Marlene connected me with my siblings, who I had had limited contact with, but desperately missed. As an adult today, I have a strong bond with my siblings and a healthy support system, directly as a result of Marlene’s continuous efforts. In addition to ensuring that I was able to retain a relationship with my family, Marlene gave me a voice. She asked my opinion and help push the courts into placements where I could excel, not just shots in the dark with people my mother randomly suggested, including strangers to me, or later, state-assigned placements. Early on, I had no opportunity to choose a “fictive kin.” Marlene advocated for my well-being by speaking up in court on my behalf and voicing my concerns and opinions.
Marlene was able to speak up for me because she was very involved in my life, understood me, and knew the details of my ordeals. Without her, it would have been hard to move from foster homes to group homes, retain my therapist and doctor information, and keep all the new “families” I met in the loop. To keep going through my history and exposing my emotional wounds to temporary people becomes painful. Thankfully, I didn’t have to repeat these hurtful details to more than one CASA because Marlene never left my side.
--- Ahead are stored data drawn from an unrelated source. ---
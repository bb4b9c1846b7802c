use async_trait::async_trait;
use chrono::Utc;
use sqlx::SqlitePool;

use crate::catalog::MediaType;
use crate::database::ports::CommentsRepository;
use crate::error::Result;
use crate::social::{Comment, NewComment};

const COMMENT_SELECT: &str = r#"
    SELECT c.id, c.user_id, u.username, u.avatar_url,
           c.content_type, c.content_id, c.text, c.created_at
    FROM comments c
    JOIN users u ON u.id = c.user_id
"#;

#[derive(Clone, Debug)]
pub struct SqliteCommentsRepository {
    pool: SqlitePool,
}

impl SqliteCommentsRepository {
    pub fn new(pool: SqlitePool) -> Self {
        Self { pool }
    }
}

#[async_trait]
impl CommentsRepository for SqliteCommentsRepository {
    async fn list_for_content(
        &self,
        content_type: MediaType,
        content_id: &str,
    ) -> Result<Vec<Comment>> {
        let rows = sqlx::query_as::<_, Comment>(&format!(
            "{COMMENT_SELECT} WHERE c.content_type = ? AND c.content_id = ? \
             ORDER BY c.id DESC"
        ))
        .bind(content_type)
        .bind(content_id)
        .fetch_all(&self.pool)
        .await?;
        Ok(rows)
    }

    async fn create(
        &self,
        user_id: i64,
        comment: &NewComment,
    ) -> Result<Comment> {
        let mut tx = self.pool.begin().await?;

        let id = sqlx::query_scalar::<_, i64>(
            r#"
            INSERT INTO comments (user_id, content_type, content_id, text, created_at)
            VALUES (?, ?, ?, ?, ?)
            RETURNING id
            "#,
        )
        .bind(user_id)
        .bind(comment.content_type)
        .bind(&comment.content_id)
        .bind(&comment.text)
        .bind(Utc::now())
        .fetch_one(&mut *tx)
        .await?;

        let stored =
            sqlx::query_as::<_, Comment>(&format!("{COMMENT_SELECT} WHERE c.id = ?"))
                .bind(id)
                .fetch_one(&mut *tx)
                .await?;

        tx.commit().await?;
        Ok(stored)
    }

    async fn get(&self, id: i64) -> Result<Option<Comment>> {
        let row =
            sqlx::query_as::<_, Comment>(&format!("{COMMENT_SELECT} WHERE c.id = ?"))
                .bind(id)
                .fetch_optional(&self.pool)
                .await?;
        Ok(row)
    }

    async fn delete(&self, id: i64) -> Result<bool> {
        let result = sqlx::query("DELETE FROM comments WHERE id = ?")
            .bind(id)
            .execute(&self.pool)
            .await?;
        Ok(result.rows_affected() > 0)
    }

    async fn list_all(&self) -> Result<Vec<Comment>> {
        let rows = sqlx::query_as::<_, Comment>(&format!(
            "{COMMENT_SELECT} ORDER BY c.id DESC"
        ))
        .fetch_all(&self.pool)
        .await?;
        Ok(rows)
    }
}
She also set a shining example of how I could be a good person and a great parent. My list of real life role models was slim at the time, and Marlene expanded my view on how normal happy and healthy families live, grow and thrive.
There are a lot of programs available to support kids in foster care but access and information can be limited. Having a CASA guaranteed that I was connected to the resources available for me. Marlene connected me to donations for my first apartment, funding for my first car, resources for clothes, help signing up for school and looking for grants. Marlene made sure that I received any help that was available for me to succeed and further my goals. Going off on your own at 18 is scary, but without any family, it is frightening. With CASA and Marlene’s help, I was able to pursue my education, work, and be an example to my younger sisters to achieve success, too.
By continuing to fund CASA, we are giving other kids in foster care the hope and support they need to transcend their struggles and live a good life. CASA supports each child it advocates for on the deepest level, in addition to ensuring that children are connected to other state-funded programs they’re eligible for. Continuous funding and support of CASA is not only the right thing to do to support kids emotionally and mentally, it is also the most logical way to distribute access to all state funded resources available to children in the welfare system.
As a child, Calver spent seven years as a ward of the state, and experienced nearly 20 different placements, beginning in Kent County. Nichole Calver, 30, is today a champion for CASA, speaking publicly at fundraisers and state conferences, and sharing her experiences with elected state leaders and judges. Professionally, she has worked in finance in the auto industry and currently works part time while raising a daughter and staying active in her nieces’ lives.
Nichole Calver spent 14 years in Michigan’s child welfare system, and decided to write about her experiences with Michigan’s Court Appointed Special Advocates (CASA) program to address the need to continue expanding CASA services to more children living in state care across Michigan. Legislative efforts to expand CASA services into Wayne, Oakland and Macomb counties in the new 2020 state budget failed in a budget dispute with the Governor’s Office in late 2019.